Mi è capitato di collaborare, per lavoro, con una donna che stimo molto. Si tratta di una persona molto esigente e sono particolarmente fiera del fatto che lei sia stata soddisfatta quanto me del lavoro fatto insieme e, addirittura, si conceda qualche volta qualche discorso non strettamente professionale, qualche osservazione personale, qualche ricordo e anche qualche battuta. Con lei tutte queste cose sono, pare, merce piuttosto rara con lei. Sono affascinata dalla sua disciplina, ad esempio. Ma allo stesso tempo mi intriga in lei una sorta di connubio felice tra razionalità e istinto, sia pur molto addomesticato. E anche, come nasconderlo, la complessità e stratificazione della sua cultura, che ha visto l'apporto importante di almeno tre Paesi diversissimi tra loro. Ieri condividevamo un'esperienza non particolarmente esaltante: un lungo workshop di dubbia utilità con interlocutori istituzionali. In una pausa, non so come, il discorso è caduto sulle diverse attitudini tra Estremo Oriente e Italia, anche (ma non solo) in ambito lavorativo. Io osservavo che trovo che lei talora sia sorprendentemente esplicita nei rapporti tra colleghi. La mia interlocutrice mi ribatteva che in Italia è necessario: se le cose non le sbatti in faccia in modo aperto, probabilmente nessuno prenderebbe in considerazione quello che dici. E poi, qui in Italia, nessuno si scompone troppo. Mi dice che in realtà lei stessa in Oriente, dove un lieve inarcarsi di sopracciglio è considerato un insulto grave, cura di essere più implicita di una sfinge. Poi, trascinata dai pensieri, aggiunge; "Sai, ancora non riesco del tutto a liberarmi da un riflesso condizionato curioso: ogni volta che, durante una riunione, qualcuno si alza per andare alla finestra, là per là io penso che voglia suicidarsi.

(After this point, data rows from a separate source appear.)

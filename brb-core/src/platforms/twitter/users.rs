// File: brb-core/src/platforms/twitter/users.rs

use std::collections::HashMap;
use std::sync::Arc;
use async_trait::async_trait;
use serde::Deserialize;
use tracing::{debug, warn};

use brb_common::models::Platform;
use brb_common::traits::FollowerFetcher;
use crate::config::TwitterCredentials;
use crate::http::HttpClient;
use crate::Error;

pub const DEFAULT_API_BASE: &str = "https://api.twitter.com";

/// Response from `GET /2/users/by`.
///
/// Unknown or suspended accounts show up in `errors` instead of `data`.
#[derive(Debug, Default, Deserialize)]
pub struct UserLookupResponse {
    #[serde(default)]
    pub data: Vec<UserData>,
    #[serde(default)]
    pub errors: Vec<ApiError>,
}

#[derive(Debug, Deserialize)]
pub struct UserData {
    pub id: String,
    pub username: String,
    pub public_metrics: PublicMetrics,
}

#[derive(Debug, Deserialize)]
pub struct PublicMetrics {
    pub followers_count: u64,
}

#[derive(Debug, Deserialize)]
pub struct ApiError {
    pub title: Option<String>,
    pub detail: Option<String>,
}

/// Looks a user up by handle and reads `public_metrics.followers_count`.
pub struct TwitterFollowers {
    http: Arc<dyn HttpClient>,
    base_url: String,
    bearer_token: String,
    username: String,
}

impl TwitterFollowers {
    /// Returns `None` unless both the bearer token and the username are set.
    pub fn from_credentials(creds: &TwitterCredentials, http: Arc<dyn HttpClient>) -> Option<Self> {
        if !creds.is_enabled() {
            return None;
        }
        Some(Self {
            http,
            base_url: DEFAULT_API_BASE.to_string(),
            bearer_token: creds.bearer_token.clone(),
            username: creds.username.trim_start_matches('@').to_string(),
        })
    }

    pub fn with_base_url(mut self, base_url: impl Into<String>) -> Self {
        self.base_url = base_url.into().trim_end_matches('/').to_string();
        self
    }

    pub fn request_url(&self) -> String {
        format!(
            "{}/2/users/by?usernames={}&user.fields=public_metrics",
            self.base_url,
            urlencoding::encode(&self.username),
        )
    }

    /// Picks our user out of the lookup response.
    fn followers_from(&self, resp: UserLookupResponse) -> Result<u64, Error> {
        let user = resp
            .data
            .iter()
            .find(|u| u.username.eq_ignore_ascii_case(&self.username))
            .or_else(|| resp.data.first());

        if let Some(user) = user {
            debug!("Resolved @{} to user id {}", user.username, user.id);
            return Ok(user.public_metrics.followers_count);
        }

        let reason = resp
            .errors
            .first()
            .and_then(|e| e.detail.clone().or_else(|| e.title.clone()))
            .unwrap_or_else(|| format!("user @{} not found", self.username));
        warn!("Twitter lookup for @{} returned no users", self.username);
        Err(Error::fetch(Platform::Twitter, reason))
    }
}

#[async_trait]
impl FollowerFetcher for TwitterFollowers {
    fn platform(&self) -> Platform {
        Platform::Twitter
    }

    async fn fetch_follower_count(&self) -> Result<u64, Error> {
        let mut headers = HashMap::new();
        headers.insert(
            "Authorization".to_string(),
            format!("Bearer {}", self.bearer_token),
        );

        let body = self
            .http
            .get(self.request_url(), headers)
            .await
            .map_err(|e| e.for_platform(Platform::Twitter))?;

        let parsed: UserLookupResponse = serde_json::from_str(&body).map_err(|e| {
            Error::fetch(Platform::Twitter, format!("Error parsing /2/users/by JSON: {e}"))
        })?;

        self.followers_from(parsed)
    }
}

#[cfg(test)]
mod tests {
    use super::*;
    use crate::http::MockHttpClient;

    fn fetcher() -> TwitterFollowers {
        let creds = TwitterCredentials {
            bearer_token: "tok".into(),
            username: "@SomeStreamer".into(),
        };
        let http: Arc<dyn HttpClient> = Arc::new(MockHttpClient::new());
        TwitterFollowers::from_credentials(&creds, http).expect("enabled")
    }

    #[test]
    fn test_leading_at_sign_is_dropped() {
        assert!(fetcher().request_url().contains("usernames=SomeStreamer&"));
    }

    #[test]
    fn test_matching_username_wins_over_first_entry() {
        let resp: UserLookupResponse = serde_json::from_str(
            r#"{"data":[
                {"id":"1","username":"other","public_metrics":{"followers_count":1}},
                {"id":"2","username":"somestreamer","public_metrics":{"followers_count":77}}
            ]}"#,
        )
        .expect("valid json");
        assert_eq!(fetcher().followers_from(resp).expect("found"), 77);
    }

    #[test]
    fn test_api_error_detail_is_reported() {
        let resp: UserLookupResponse = serde_json::from_str(
            r#"{"errors":[{"title":"Not Found Error","detail":"Could not find user with usernames: [SomeStreamer]."}]}"#,
        )
        .expect("valid json");
        let err = fetcher().followers_from(resp).unwrap_err();
        assert!(err.to_string().contains("Could not find user"), "{err}");
    }
}
// File: brb-core/src/config.rs
//
// Settings come from three places, lowest precedence first:
//   1) a YAML file (default `~/.brb.yaml`)
//   2) environment variables named after the upper-cased key (`TWITCHCLIENTID`)
//   3) the `--message` flag, applied by the binary
//
// Everything is flattened into one string map first, then read into typed
// `Settings` which the rest of the program receives explicitly.

use std::collections::BTreeMap;
use std::fs;
use std::path::{Path, PathBuf};
use serde_yml::Value;
use tracing::{debug, info, warn};
use crate::Error;

pub const TWITCH_CLIENT_ID: &str = "twitchclientid";
pub const TWITCH_CLIENT_SECRET: &str = "twitchclientsecret";
pub const TWITCH_APP_ACCESS_TOKEN: &str = "twitchappaccesstoken";
pub const TWITCH_USER_ID: &str = "twitchuserid";
pub const TWITTER_BEARER_TOKEN: &str = "twitterbearertoken";
pub const TWITTER_USERNAME: &str = "twitterusername";
pub const MESSAGE: &str = "message";

pub const KNOWN_KEYS: [&str; 7] = [
    TWITCH_CLIENT_ID,
    TWITCH_CLIENT_SECRET,
    TWITCH_APP_ACCESS_TOKEN,
    TWITCH_USER_ID,
    TWITTER_BEARER_TOKEN,
    TWITTER_USERNAME,
    MESSAGE,
];

pub const CONFIG_FILE_NAME: &str = ".brb.yaml";

/// Flat, case-insensitive key/value view over every config source.
#[derive(Debug, Clone, Default, PartialEq, Eq)]
pub struct ConfigMap {
    values: BTreeMap<String, String>,
}

impl ConfigMap {
    pub fn new() -> Self {
        Self::default()
    }

    /// Parses a YAML document whose top level is a mapping of scalars.
    /// An empty document is an empty config.
    pub fn from_yaml_str(data: &str) -> Result<Self, Error> {
        if data.trim().is_empty() {
            return Ok(Self::new());
        }
        let doc: Value = serde_yml::from_str(data)
            .map_err(|e| Error::ConfigRead(format!("invalid YAML: {e}")))?;

        let mapping = match doc {
            Value::Null => return Ok(Self::new()),
            Value::Mapping(m) => m,
            _ => {
                return Err(Error::ConfigRead(
                    "top level of the config file must be a mapping".into(),
                ));
            }
        };

        let mut map = Self::new();
        for (key, value) in mapping.iter() {
            let Some(key) = scalar_to_string(key) else {
                warn!("Skipping config entry with a non-scalar key");
                continue;
            };
            match scalar_to_string(value) {
                Some(v) => map.set(&key, v),
                None => warn!("Skipping config key '{}': nested values are not supported", key),
            }
        }
        Ok(map)
    }

    pub fn from_file(path: &Path) -> Result<Self, Error> {
        let data = fs::read_to_string(path)
            .map_err(|e| Error::ConfigRead(format!("{}: {e}", path.display())))?;
        Self::from_yaml_str(&data)
            .map_err(|e| match e {
                Error::ConfigRead(msg) => Error::ConfigRead(format!("{}: {msg}", path.display())),
                other => other,
            })
    }

    /// Overrides known keys from the environment. `lookup` is usually
    /// `|name| std::env::var(name).ok()`; empty variables are ignored.
    pub fn merge_env<F>(&mut self, lookup: F)
    where
        F: Fn(&str) -> Option<String>,
    {
        for key in KNOWN_KEYS {
            if let Some(value) = lookup(&key.to_uppercase()).filter(|v| !v.is_empty()) {
                debug!("Config key '{}' taken from the environment", key);
                self.set(key, value);
            }
        }
    }

    pub fn set(&mut self, key: &str, value: impl Into<String>) {
        self.values.insert(key.to_lowercase(), value.into());
    }

    /// Missing keys read as the empty string, the same as an unset credential.
    pub fn get(&self, key: &str) -> &str {
        self.values
            .get(&key.to_lowercase())
            .map(String::as_str)
            .unwrap_or("")
    }

    pub fn len(&self) -> usize {
        self.values.len()
    }

    pub fn is_empty(&self) -> bool {
        self.values.is_empty()
    }
}

fn scalar_to_string(value: &Value) -> Option<String> {
    match value {
        Value::String(s) => Some(s.clone()),
        Value::Number(n) => Some(n.to_string()),
        Value::Bool(b) => Some(b.to_string()),
        Value::Null => Some(String::new()),
        _ => None,
    }
}

/// `$HOME/.brb.yaml`, if a home directory can be found.
pub fn default_config_path() -> Option<PathBuf> {
    dirs::home_dir().map(|home| home.join(CONFIG_FILE_NAME))
}

/// Reads the config file. An explicit path must exist; the default path is
/// optional and a missing file there just means "environment only".
pub fn load_config_file(explicit: Option<&Path>) -> Result<ConfigMap, Error> {
    if let Some(path) = explicit {
        info!("Using config file {}", path.display());
        return ConfigMap::from_file(path);
    }

    match default_config_path() {
        Some(path) if path.exists() => {
            info!("Using config file {}", path.display());
            ConfigMap::from_file(&path)
        }
        Some(path) => {
            debug!("No config file at {}; using environment only", path.display());
            Ok(ConfigMap::new())
        }
        None => {
            debug!("No home directory; using environment only");
            Ok(ConfigMap::new())
        }
    }
}

/// Loads `.env` into the process environment, reads the config file, then
/// lets non-empty environment variables override it.
pub fn load(explicit: Option<&Path>) -> Result<ConfigMap, Error> {
    if let Ok(path) = dotenv::dotenv() {
        debug!("Loaded environment from {}", path.display());
    }
    let mut config = load_config_file(explicit)?;
    config.merge_env(|name| std::env::var(name).ok());
    Ok(config)
}

/// Twitch app credentials. All four must be set for it to be used.
#[derive(Debug, Clone, Default, PartialEq, Eq)]
pub struct TwitchCredentials {
    pub client_id: String,
    pub client_secret: String,
    pub app_access_token: String,
    pub user_id: String,
}

impl TwitchCredentials {
    pub fn is_enabled(&self) -> bool {
        !self.client_id.is_empty()
            && !self.client_secret.is_empty()
            && !self.app_access_token.is_empty()
            && !self.user_id.is_empty()
    }
}

/// Twitter API credentials. Both must be set for it to be used.
#[derive(Debug, Clone, Default, PartialEq, Eq)]
pub struct TwitterCredentials {
    pub bearer_token: String,
    pub username: String,
}

impl TwitterCredentials {
    pub fn is_enabled(&self) -> bool {
        !self.bearer_token.is_empty() && !self.username.is_empty()
    }
}

/// Everything the run needs from configuration, resolved once at startup.
#[derive(Debug, Clone, Default, PartialEq, Eq)]
pub struct Settings {
    pub twitch: TwitchCredentials,
    pub twitter: TwitterCredentials,
    /// Template from the config file, if any. The `--message` flag wins over it.
    pub message: Option<String>,
}

impl Settings {
    pub fn from_config(config: &ConfigMap) -> Self {
        let message = Some(config.get(MESSAGE))
            .filter(|m| !m.is_empty())
            .map(str::to_string);

        Self {
            twitch: TwitchCredentials {
                client_id: config.get(TWITCH_CLIENT_ID).to_string(),
                client_secret: config.get(TWITCH_CLIENT_SECRET).to_string(),
                app_access_token: config.get(TWITCH_APP_ACCESS_TOKEN).to_string(),
                user_id: config.get(TWITCH_USER_ID).to_string(),
            },
            twitter: TwitterCredentials {
                bearer_token: config.get(TWITTER_BEARER_TOKEN).to_string(),
                username: config.get(TWITTER_USERNAME).to_string(),
            },
            message,
        }
    }
}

Poi mi ricordo dove sono e realizzo che vuole solo prendere una boccata d'aria fresca". Ora, in un Paese in cui se qualcuno si suicida per questioni pubbliche abbiamo immediatamente il sospetto che sia stato eliminato da qualcuno, tanto ci è estraneo questo senso di onore, potete immaginare qualcosa di più esotico di un pensiero così?